= EXERCISE REQUIREMENTS =
Lines with the word "Jinx" are the ones wanted. Copy each of them from the entries below.

= TASK INPUT =
use crate::model::champion::{Catalog, Position};
use crate::model::team::{TeamSlate, TEAM_SIZE};
use serde::Serialize;
use std::collections::BTreeMap;

/// Role assignment for one side's picks.
#[derive(Debug, Clone, Default, PartialEq, Serialize)]
pub struct Assignment {
    pub by_key: BTreeMap<String, Position>,
    pub by_role: BTreeMap<Position, String>,
    /// False when no one-to-one assignment exists and every champion fell
    /// back to its first listed role. Roles may collide in that case and
    /// `by_role` keeps the first champion seen per role.
    pub complete: bool,
}

impl Assignment {
    pub fn at(&self, position: Position) -> Option<&str> {
        self.by_role.get(&position).map(String::as_str)
    }

    pub fn role_of(&self, key: &str) -> Option<Position> {
        self.by_key.get(key).copied()
    }
}

/// Depth-first search over roles. Each level receives its own copy of the
/// occupancy table, so abandoning a branch needs no undo.
fn solve(eligible: &[&[Position]], occupied: [bool; TEAM_SIZE]) -> Option<Vec<Position>> {
    let Some((first, rest)) = eligible.split_first() else {
        return Some(Vec::new());
    };
    for &position in first.iter() {
        if occupied[position.index()] {
            continue;
        }
        let mut next = occupied;
        next[position.index()] = true;
        if let Some(mut tail) = solve(rest, next) {
            tail.insert(0, position);
            return Some(tail);
        }
    }
    None
}

fn solve_keys(catalog: &Catalog, keys: &[&str]) -> Option<Vec<Position>> {
    if keys.len() > TEAM_SIZE {
        return None;
    }
    let eligible: Option<Vec<&[Position]>> = keys
        .iter()
        .map(|key| catalog.get(key).map(|c| c.positions.as_slice()))
        .collect();
    solve(&eligible?, [false; TEAM_SIZE])
}

/// Assign each picked champion to a distinct role, in input order. Keys the
/// catalog does not know are skipped.
pub fn assign_positions(catalog: &Catalog, picked: &[&str]) -> Assignment {
    let keys: Vec<&str> = picked
        .iter()
        .copied()
        .filter(|key| catalog.contains(key))
        .collect();

    let mut out = Assignment::default();
    match solve_keys(catalog, &keys) {
        Some(roles) => {
            out.complete = true;
            for (key, role) in keys.iter().zip(roles) {
                out.by_key.insert(key.to_string(), role);
                out.by_role.insert(role, key.to_string());
            }
        }
        None => {
            for key in &keys {
                let role = catalog
                    .get(key)
                    .map(|c| c.primary_position())
                    .unwrap_or(Position::Mid);
                out.by_key.insert(key.to_string(), role);
                out.by_role.entry(role).or_insert_with(|| key.to_string());
            }
        }
    }
    out
}

/// Whether `candidate` can join the side's picks with every role still
/// distinct.
pub fn can_add_champion(catalog: &Catalog, slate: &TeamSlate, candidate: &str) -> bool {
    if !catalog.contains(candidate) || slate.has_picked(candidate) {
        return false;
    }
    let mut keys = slate.picked_keys();
    keys.push(candidate);
    solve_keys(catalog, &keys).is_some()
}

#[cfg(test)]
mod tests {
    use super::*;
    use crate::test_support::{demo_catalog, slate_with_picks};
    use proptest::prelude::*;
    use std::collections::HashSet;

    #[test]
    fn test_flex_champion_moves_to_free_role() {
        let catalog = demo_catalog();
        // Malphite lists TOP first but Ornn can only play TOP.
        let a = assign_positions(&catalog, &["Malphite", "Ornn"]);
        assert!(a.complete);
        assert_eq!(a.at(Position::Top), Some("Ornn"));
        assert_eq!(a.at(Position::Support), Some("Malphite"));
    }

    #[test]
    fn test_backtracks_earlier_placement() {
        let catalog = demo_catalog();
        // Lucian takes ADC first, then must yield it to Jinx.
        let a = assign_positions(&catalog, &["Lucian", "Jinx"]);
        assert!(a.complete);
        assert_eq!(a.role_of("Lucian"), Some(Position::Mid));
        assert_eq!(a.role_of("Jinx"), Some(Position::Adc));
    }

    #[test]
    fn test_unsatisfiable_falls_back_to_first_role() {
        let catalog = demo_catalog();
        let a = assign_positions(&catalog, &["Ahri", "Syndra", "Viktor"]);
        assert!(!a.complete);
        assert_eq!(a.role_of("Syndra"), Some(Position::Mid));
        assert_eq!(a.at(Position::Mid), Some("Ahri"));
    }

    #[test]
    fn test_can_add_champion_checks_roles() {
        let catalog = demo_catalog();
        let slate = slate_with_picks(&["Ahri", "Jinx"]);
        assert!(!can_add_champion(&catalog, &slate, "Syndra"));
        assert!(!can_add_champion(&catalog, &slate, "Ahri"));
        assert!(!can_add_champion(&catalog, &slate, "Unknown"));
        // Lucian is ADC/MID and both are taken.
        assert!(!can_add_champion(&catalog, &slate, "Lucian"));
        assert!(can_add_champion(&catalog, &slate, "Braum"));
    }

    #[test]
    fn test_full_team_rejects_sixth() {
        let catalog = demo_catalog();
        let slate = slate_with_picks(&["Ornn", "LeeSin", "Ahri", "Jinx", "Braum"]);
        assert!(assign_positions(&catalog, &slate.picked_keys()).complete);
        assert!(!can_add_champion(&catalog, &slate, "Malphite"));
    }

    proptest! {
        #[test]
        fn prop_complete_assignment_has_distinct_roles(
            picks in proptest::sample::subsequence(
                vec!["Malphite", "Ornn", "Lucian", "Jinx", "Ahri", "Syndra", "Maokai",
                     "Sejuani", "Galio", "Karma", "Yasuo", "Vayne", "Trundle"],
                0..=6,
            ),
        ) {
            let catalog = demo_catalog();
            let a = assign_positions(&catalog, &picks);
            if a.complete {
                let roles: HashSet<_> = a.by_key.values().collect();
                prop_assert_eq!(roles.len(), a.by_key.len());
                for (key, role) in &a.by_key {
                    prop_assert!(catalog.get(key).unwrap().can_play(*role));
                }
            }
            if let Some((last, rest)) = picks.split_last() {
                let slate = slate_with_picks(rest);
                if rest.len() < 5 && can_add_champion(&catalog, &slate, last) {
                    prop_assert!(a.complete);
                }
            }
        }
    }
}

= YOUR RESPONSE =
        // Lucian takes ADC first, then must yield it to Jinx.
        let a = assign_positions(&catalog, &["Lucian", "Jinx"]);
        assert_eq!(a.role_of("Jinx"), Some(Position::Adc));
        let slate = slate_with_picks(&["Ahri", "Jinx"]);
        let slate = slate_with_picks(&["Ornn", "LeeSin", "Ahri", "Jinx", "Braum"]);
                vec!["Malphite", "Ornn", "Lucian", "Jinx", "Ahri", "Syndra", "Maokai",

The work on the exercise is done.